**The task**.
Would you give the data below back exactly as it reads?

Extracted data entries
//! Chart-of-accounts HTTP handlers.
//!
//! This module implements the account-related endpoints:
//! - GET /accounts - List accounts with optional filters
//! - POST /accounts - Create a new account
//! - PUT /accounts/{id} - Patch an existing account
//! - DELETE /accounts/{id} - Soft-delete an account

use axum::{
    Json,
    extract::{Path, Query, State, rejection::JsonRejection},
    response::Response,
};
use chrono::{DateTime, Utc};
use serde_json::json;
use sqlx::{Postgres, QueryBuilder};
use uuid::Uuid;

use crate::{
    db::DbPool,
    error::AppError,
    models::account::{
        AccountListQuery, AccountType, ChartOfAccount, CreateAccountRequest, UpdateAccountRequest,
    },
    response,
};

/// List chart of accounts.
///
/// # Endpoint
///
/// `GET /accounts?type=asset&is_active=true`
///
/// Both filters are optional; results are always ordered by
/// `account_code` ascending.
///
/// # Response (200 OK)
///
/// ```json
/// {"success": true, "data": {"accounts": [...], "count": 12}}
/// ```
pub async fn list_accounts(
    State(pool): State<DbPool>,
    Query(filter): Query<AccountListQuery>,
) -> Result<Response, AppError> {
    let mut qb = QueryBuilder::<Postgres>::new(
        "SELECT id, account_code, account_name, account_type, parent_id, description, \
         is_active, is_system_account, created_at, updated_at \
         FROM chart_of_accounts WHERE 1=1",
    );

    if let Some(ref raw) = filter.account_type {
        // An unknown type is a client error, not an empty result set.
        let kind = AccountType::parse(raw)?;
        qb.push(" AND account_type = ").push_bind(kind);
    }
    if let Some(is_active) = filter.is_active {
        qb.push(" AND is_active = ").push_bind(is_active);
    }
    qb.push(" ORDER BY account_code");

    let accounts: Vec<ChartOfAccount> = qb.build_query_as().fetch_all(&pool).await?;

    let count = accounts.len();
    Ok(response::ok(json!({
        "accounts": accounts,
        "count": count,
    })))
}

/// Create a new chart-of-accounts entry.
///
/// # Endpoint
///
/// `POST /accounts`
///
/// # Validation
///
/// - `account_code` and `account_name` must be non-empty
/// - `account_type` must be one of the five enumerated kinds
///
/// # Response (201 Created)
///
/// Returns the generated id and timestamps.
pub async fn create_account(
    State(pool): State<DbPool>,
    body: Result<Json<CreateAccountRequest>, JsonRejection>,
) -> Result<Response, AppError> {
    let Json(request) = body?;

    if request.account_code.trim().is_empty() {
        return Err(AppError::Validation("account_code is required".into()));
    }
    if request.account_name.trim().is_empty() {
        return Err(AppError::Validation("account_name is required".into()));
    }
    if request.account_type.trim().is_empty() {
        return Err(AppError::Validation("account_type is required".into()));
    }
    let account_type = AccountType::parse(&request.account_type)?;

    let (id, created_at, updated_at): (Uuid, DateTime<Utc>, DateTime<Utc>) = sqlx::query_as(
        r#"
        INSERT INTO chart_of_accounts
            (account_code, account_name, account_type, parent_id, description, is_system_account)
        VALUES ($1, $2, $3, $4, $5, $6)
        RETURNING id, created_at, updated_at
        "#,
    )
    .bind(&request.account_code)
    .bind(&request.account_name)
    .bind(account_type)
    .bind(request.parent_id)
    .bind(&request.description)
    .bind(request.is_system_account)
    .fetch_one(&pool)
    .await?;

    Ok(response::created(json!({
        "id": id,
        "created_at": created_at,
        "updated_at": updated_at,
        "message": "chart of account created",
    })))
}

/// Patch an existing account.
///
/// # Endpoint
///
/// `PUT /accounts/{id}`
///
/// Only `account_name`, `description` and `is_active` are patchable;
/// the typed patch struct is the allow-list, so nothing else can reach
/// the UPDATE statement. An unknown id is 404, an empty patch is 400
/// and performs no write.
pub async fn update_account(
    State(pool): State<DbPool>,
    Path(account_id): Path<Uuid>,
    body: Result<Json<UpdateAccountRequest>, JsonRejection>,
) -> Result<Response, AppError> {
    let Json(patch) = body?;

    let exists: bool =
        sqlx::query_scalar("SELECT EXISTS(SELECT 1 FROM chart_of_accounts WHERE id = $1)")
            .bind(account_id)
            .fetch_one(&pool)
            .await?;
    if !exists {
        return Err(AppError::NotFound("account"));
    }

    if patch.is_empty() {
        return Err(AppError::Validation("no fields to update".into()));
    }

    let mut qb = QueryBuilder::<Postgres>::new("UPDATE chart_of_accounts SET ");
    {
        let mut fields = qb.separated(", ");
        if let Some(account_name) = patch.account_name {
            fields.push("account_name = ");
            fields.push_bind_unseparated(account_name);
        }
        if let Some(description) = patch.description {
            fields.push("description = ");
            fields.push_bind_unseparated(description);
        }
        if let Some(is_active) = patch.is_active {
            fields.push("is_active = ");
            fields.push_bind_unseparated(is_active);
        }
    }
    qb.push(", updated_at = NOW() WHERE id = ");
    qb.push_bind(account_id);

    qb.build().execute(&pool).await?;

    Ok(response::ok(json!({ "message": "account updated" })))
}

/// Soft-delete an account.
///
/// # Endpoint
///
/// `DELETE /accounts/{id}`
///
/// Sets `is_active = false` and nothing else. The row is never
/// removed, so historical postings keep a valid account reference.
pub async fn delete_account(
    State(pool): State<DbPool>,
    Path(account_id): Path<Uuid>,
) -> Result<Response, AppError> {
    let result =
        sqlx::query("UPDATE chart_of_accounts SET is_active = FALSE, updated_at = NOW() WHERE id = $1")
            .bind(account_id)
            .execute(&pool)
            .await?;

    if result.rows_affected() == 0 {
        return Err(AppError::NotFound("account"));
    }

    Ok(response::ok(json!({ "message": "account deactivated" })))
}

**Completed exercise**.
//! Chart-of-accounts HTTP handlers.
//!
//! This module implements the account-related endpoints:
//! - GET /accounts - List accounts with optional filters
//! - POST /accounts - Create a new account
//! - PUT /accounts/{id} - Patch an existing account
//! - DELETE /accounts/{id} - Soft-delete an account

use axum::{
    Json,
    extract::{Path, Query, State, rejection::JsonRejection},
    response::Response,
};
use chrono::{DateTime, Utc};
use serde_json::json;
use sqlx::{Postgres, QueryBuilder};
use uuid::Uuid;

use crate::{
    db::DbPool,
    error::AppError,
    models::account::{
        AccountListQuery, AccountType, ChartOfAccount, CreateAccountRequest, UpdateAccountRequest,
    },
    response,
};

/// List chart of accounts.
///
/// # Endpoint
///
/// `GET /accounts?type=asset&is_active=true`
///
/// Both filters are optional; results are always ordered by
/// `account_code` ascending.
///
/// # Response (200 OK)
///
/// ```json
/// {"success": true, "data": {"accounts": [...], "count": 12}}
/// ```
pub async fn list_accounts(
    State(pool): State<DbPool>,
    Query(filter): Query<AccountListQuery>,
) -> Result<Response, AppError> {
    let mut qb = QueryBuilder::<Postgres>::new(
        "SELECT id, account_code, account_name, account_type, parent_id, description, \
         is_active, is_system_account, created_at, updated_at \
         FROM chart_of_accounts WHERE 1=1",
    );

    if let Some(ref raw) = filter.account_type {
        // An unknown type is a client error, not an empty result set.
        let kind = AccountType::parse(raw)?;
        qb.push(" AND account_type = ").push_bind(kind);
    }
    if let Some(is_active) = filter.is_active {
        qb.push(" AND is_active = ").push_bind(is_active);
    }
    qb.push(" ORDER BY account_code");

    let accounts: Vec<ChartOfAccount> = qb.build_query_as().fetch_all(&pool).await?;

    let count = accounts.len();
    Ok(response::ok(json!({
        "accounts": accounts,
        "count": count,
    })))
}

/// Create a new chart-of-accounts entry.
///
/// # Endpoint
///
/// `POST /accounts`
///
/// # Validation
///
/// - `account_code` and `account_name` must be non-empty
/// - `account_type` must be one of the five enumerated kinds
///
/// # Response (201 Created)
///
/// Returns the generated id and timestamps.
pub async fn create_account(
    State(pool): State<DbPool>,
    body: Result<Json<CreateAccountRequest>, JsonRejection>,
) -> Result<Response, AppError> {
    let Json(request) = body?;

    if request.account_code.trim().is_empty() {
        return Err(AppError::Validation("account_code is required".into()));
    }
    if request.account_name.trim().is_empty() {
        return Err(AppError::Validation("account_name is required".into()));
    }
    if request.account_type.trim().is_empty() {
        return Err(AppError::Validation("account_type is required".into()));
    }
    let account_type = AccountType::parse(&request.account_type)?;

    let (id, created_at, updated_at): (Uuid, DateTime<Utc>, DateTime<Utc>) = sqlx::query_as(
        r#"
        INSERT INTO chart_of_accounts
            (account_code, account_name, account_type, parent_id, description, is_system_account)
        VALUES ($1, $2, $3, $4, $5, $6)
        RETURNING id, created_at, updated_at
        "#,
    )
    .bind(&request.account_code)
    .bind(&request.account_name)
    .bind(account_type)
    .bind(request.parent_id)
    .bind(&request.description)
    .bind(request.is_system_account)
    .fetch_one(&pool)
    .await?;

    Ok(response::created(json!({
        "id": id,
        "created_at": created_at,
        "updated_at": updated_at,
        "message": "chart of account created",
    })))
}

/// Patch an existing account.
///
/// # Endpoint
///
/// `PUT /accounts/{id}`
///
/// Only `account_name`, `description` and `is_active` are patchable;
/// the typed patch struct is the allow-list, so nothing else can reach
/// the UPDATE statement. An unknown id is 404, an empty patch is 400
/// and performs no write.
pub async fn update_account(
    State(pool): State<DbPool>,
    Path(account_id): Path<Uuid>,
    body: Result<Json<UpdateAccountRequest>, JsonRejection>,
) -> Result<Response, AppError> {
    let Json(patch) = body?;

    let exists: bool =
        sqlx::query_scalar("SELECT EXISTS(SELECT 1 FROM chart_of_accounts WHERE id = $1)")
            .bind(account_id)
            .fetch_one(&pool)
            .await?;
    if !exists {
        return Err(AppError::NotFound("account"));
    }

    if patch.is_empty() {
        return Err(AppError::Validation("no fields to update".into()));
    }

    let mut qb = QueryBuilder::<Postgres>::new("UPDATE chart_of_accounts SET ");
    {
        let mut fields = qb.separated(", ");
        if let Some(account_name) = patch.account_name {
            fields.push("account_name = ");
            fields.push_bind_unseparated(account_name);
        }
        if let Some(description) = patch.description {
            fields.push("description = ");
            fields.push_bind_unseparated(description);
        }
        if let Some(is_active) = patch.is_active {
            fields.push("is_active = ");
            fields.push_bind_unseparated(is_active);
        }
    }
    qb.push(", updated_at = NOW() WHERE id = ");
    qb.push_bind(account_id);

    qb.build().execute(&pool).await?;

    Ok(response::ok(json!({ "message": "account updated" })))
}

/// Soft-delete an account.
///
/// # Endpoint
///
/// `DELETE /accounts/{id}`
///
/// Sets `is_active = false` and nothing else. The row is never
/// removed, so historical postings keep a valid account reference.
pub async fn delete_account(
    State(pool): State<DbPool>,
    Path(account_id): Path<Uuid>,
) -> Result<Response, AppError> {
    let result =
        sqlx::query("UPDATE chart_of_accounts SET is_active = FALSE, updated_at = NOW() WHERE id = $1")
            .bind(account_id)
            .execute(&pool)
            .await?;

    if result.rows_affected() == 0 {
        return Err(AppError::NotFound("account"));
    }

    Ok(response::ok(json!({ "message": "account deactivated" })))
}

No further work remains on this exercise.